How then can I write an exhaustive, well-ordered treatise like a detached and haughty scholar, suppressing my uneasiness, my restlessness with a rigor mortis of methodology and the fruitless discussions of disheartened formalists? No, I will weave a capricious book, an agglomeration of wonders, anecdotes, eccentric acts, brief intermezzos and mad encores, and I will be gratified if, in contrast to so much of the printed flotsam and jetsam surrounding us, it is not dominated by boredom…I will fill these pages with scraps of pictures and daguerreotypes, old etchings, prints purloined from the bottoms of chests, réclames, illustrations out of old periodicals, horoscopes, passages from books on alchemy and travel books printed in Gothic script, undated ghost stories, album leaves and keys to dreams: curios of a vanished culture.

That Magic Prague is consistently passionate, and never “dominated by boredom,” is remarkable when one considers that most of the book is devoted not to Kafka or Hašek or Apollinaire – subjects of inherent interest – but to a vast corpus of forgotten junk, an unread library of “mawkish novelettes” that deploy “all the lachrymose resources of the nineteenth century,” all the “hackneyed devices and trite horrors of late Romanticism.” Some titles: Spawn of Satan, The Crucified Woman, The Cremator. Ripellino's readings of “Prague horror-tale kitsch” are fun to read, and profound. He was obsessed with the mutation of motifs, the process by which Prague's traumatic and macabre history, like that of St. Petersburg, gave rise to a demonic mythos: the golem legends, rabbinic esoterica, alchemist cabals, fabled dungeon languishers and eerily ecstatic religious statuary; the brooding, self-sequestered princes; the closed caste of intermarried executioners; the “monsters and infernalia,” storied massacres and famous ghosts that thrilled and nourished the Gothic romancers of middle Europe, as well as their twentieth century progeny, Decadents pledged to infamy, Surrealist students of obscenity, a duo of Dadaist clowns.
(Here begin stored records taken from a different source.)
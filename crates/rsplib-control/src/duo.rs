//! Dual-tuner synchronizer.
//!
//! An RSPduo runs either one tuner (single-tuner mode) or both tuners from
//! one shared sample clock (dual-tuner mode). In dual-tuner mode two
//! independent sessions may share the device as master and slave. This
//! module implements the three transitions between those shapes:
//!
//! - [`swap_active_tuner`] -- single-tuner mode only; moves the session to
//!   the other tuner and drops anything staged for the old one.
//! - [`swap_sample_rate`] -- dual-tuner clock only; moves both channels to
//!   the other clock rate atomically.
//! - [`swap_duo_mode`] -- replaces the whole parameter tree with one shaped
//!   for the target mode; every outstanding [`ParamsRef`](crate::ParamsRef)
//!   goes stale.
//!
//! Slave attach/detach is not initiated here. The transport reports it as
//! an event, and the event path folds it into the session state before the
//! next operation is validated.

use tracing::info;

use rsplib_core::error::{Error, Result};
use rsplib_core::params::{self, MAX_SAMPLE_RATE_HZ, MIN_SAMPLE_RATE_HZ};
use rsplib_core::transport::{DuoModeSwap, Transport};
use rsplib_core::types::{AmPortSelect, DuoMode, Tuner};

use crate::state::{Shared, Staged, Transition};

fn require_duo(shared: &Shared, operation: &str) -> Result<DuoMode> {
    let state = shared.lock();
    state.ensure_valid()?;
    if !state.variant.is_duo() {
        return Err(Error::Unsupported(format!(
            "{operation} on {}",
            state.variant
        )));
    }
    Ok(state.mode)
}

/// Move a single-tuner session to `tuner`.
pub(crate) async fn swap_active_tuner(
    shared: &Shared,
    transport: &dyn Transport,
    tuner: Tuner,
    am_port: AmPortSelect,
) -> Result<()> {
    let _gate = shared.try_gate()?;
    let mode = require_duo(shared, "swap_active_tuner")?;
    if mode != DuoMode::Single {
        return Err(Error::ModeViolation {
            mode,
            operation: "swap_active_tuner".into(),
        });
    }
    if tuner == Tuner::B && am_port == AmPortSelect::Port1 {
        return Err(Error::InvalidParameter("tuner B has no HiZ port".into()));
    }

    let handle = {
        let state = shared.lock();
        if state.params.has_channel(tuner) {
            return Ok(());
        }
        state.handle
    };

    transport.swap_active_tuner(handle, tuner, am_port).await?;
    let params = transport.get_device_params(handle).await?;

    let mut state = shared.lock();
    state.params = params;
    state.info.tuners = tuner.into();
    state.staged = Staged::default();
    info!(serial = %state.info.serial, %tuner, "active tuner swapped");
    Ok(())
}

/// Move the shared dual-tuner clock to `rate_hz`. Returns the previous rate.
///
/// Both channels change together; on failure the previous rate stays.
pub(crate) async fn swap_sample_rate(
    shared: &Shared,
    transport: &dyn Transport,
    rate_hz: f64,
) -> Result<f64> {
    let _gate = shared.try_gate()?;
    let mode = require_duo(shared, "swap_sample_rate")?;
    if !mode.is_dual_clock() {
        return Err(Error::ModeViolation {
            mode,
            operation: "swap_sample_rate".into(),
        });
    }
    if !params::is_dual_tuner_rate(rate_hz) {
        return Err(Error::InvalidParameter(format!(
            "dual-tuner sample rate must be one of {:?}, got {rate_hz}",
            params::DUAL_TUNER_SAMPLE_RATES_HZ
        )));
    }

    let (handle, mut updated) = {
        let state = shared.lock();
        (state.handle, state.params.clone())
    };
    updated.set_dual_tuner_rate(rate_hz)?;

    let old = transport.swap_sample_rate(handle, rate_hz).await?;

    let mut state = shared.lock();
    state.params = updated;
    info!(serial = %state.info.serial, old_hz = old, new_hz = rate_hz, "sample rate swapped");
    Ok(old)
}

/// Change duo mode, replacing the parameter tree.
///
/// A master with a slave attached cannot leave master mode. Stream delivery
/// is reported as stopping while the swap runs.
pub(crate) async fn swap_duo_mode(
    shared: &Shared,
    transport: &dyn Transport,
    swap: &DuoModeSwap,
) -> Result<()> {
    let guard = shared.try_gate()?;
    let mode = require_duo(shared, "swap_duo_mode")?;
    let handle = {
        let state = shared.lock();
        if mode == DuoMode::Master && state.slave_attached {
            return Err(Error::ModeViolation {
                mode,
                operation: "swap_duo_mode with a slave attached".into(),
            });
        }
        state.handle
    };
    match swap.target {
        DuoMode::Single => {
            if !(MIN_SAMPLE_RATE_HZ..=MAX_SAMPLE_RATE_HZ).contains(&swap.sample_rate_hz) {
                return Err(Error::OutOfRange(format!(
                    "sample rate {} Hz",
                    swap.sample_rate_hz
                )));
            }
        }
        DuoMode::Dual | DuoMode::Master => {
            if !params::is_dual_tuner_rate(swap.sample_rate_hz) {
                return Err(Error::InvalidParameter(format!(
                    "dual-tuner sample rate must be one of {:?}, got {}",
                    params::DUAL_TUNER_SAMPLE_RATES_HZ,
                    swap.sample_rate_hz
                )));
            }
        }
        DuoMode::Slave | DuoMode::Unknown => {
            return Err(Error::InvalidParameter(format!(
                "cannot swap into {} mode",
                swap.target
            )));
        }
    }
    if mode == DuoMode::Slave {
        return Err(Error::ModeViolation {
            mode,
            operation: "swap_duo_mode".into(),
        });
    }

    shared.set_transition(Transition::Stopping);
    let outcome = transport.swap_duo_mode(handle, swap).await.map(|params| {
        let mut state = shared.lock();
        state.params = params;
        state.mode = swap.target;
        state.info.duo_mode = swap.target;
        state.info.tuners = state.params.tuners();
        state.generation += 1;
        state.staged = Staged::default();
        info!(
            serial = %state.info.serial,
            from = %mode,
            to = %swap.target,
            generation = state.generation,
            "duo mode swapped"
        );
    });
    // Release the gate before announcing idle so waiters can take it.
    drop(guard);
    shared.set_transition(Transition::Idle);
    outcome
}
The Romantic Agony is just one thematic cluster, one path through Magic Prague, but the morbidity of the nineteenth century occasions, I think, Ripellino's greatest insights into the ways memory emerges from history, culture from circumstance, mythos from trauma, writing from life. In a representative passage, Ripellino examines the literary figuration of the Baroque churches and statuary propagandistically imposed on Prague by the forces of Catholic reaction after the Thirty Years' War:

Lvovic ze Karásek transformed every church into a melancholy Panoptikum, dwelling on the decay of the altar flowers, the languor of the statues outlined by garments of glossy creased silk, the infirm penumbra of the sanctuaries and the White Mountain dirges. When the Decadents used churches to exalt the corruption of the flesh, the ecstasy of martyrdom and the rapture of sainthood, they were simply indulging in a predilection for the Baroque, a Prague constant…Karásek painted the mystery of Prague's sanctuaries in even bleaker colors in the novel Gothická duše (A Gothic Soul). The hero, the last scion of a noble line with a long history of insanity, is a Rudolf-like hypochondriac. Fearing he too will go mad (he does in the end—and dies in a mental hospital), he retreats into solitude, his greatest delights the smell of incense and wilted flowers, the sight of “glass coffins containing embalmed cadavers atop the altars.” He also feels drawn to the Barnabites or Discalced Carmelites, who live like moles in the darkness of mystical reclusion. Their lugubrious cloister near the Castle was shrouded in wildly imaginative legends. People said that before taking vows each novice had to remove the ring from the shriveled hand of the terrifying mummy of the Blessed Electa at midnight. During mass the faithful heard the chanting voices of those buried alive coming from the bowels of the church and saw the flickering of troubled eyes behind its rusty gratings. “The altars rose like shapeless catafalques.” “Only the main altar, covered with candles beneath the image of St. Theresa, fervent in her devotion to Christ, shone like a great pyramid of liquefied gold, glowed like an immense castrum doloris.” The church deranges the Gothic Soul; it drives him mad. The by-then jejune motif of the haunted basilica acquires new vigor in the myth of a lifeless, funereal Prague.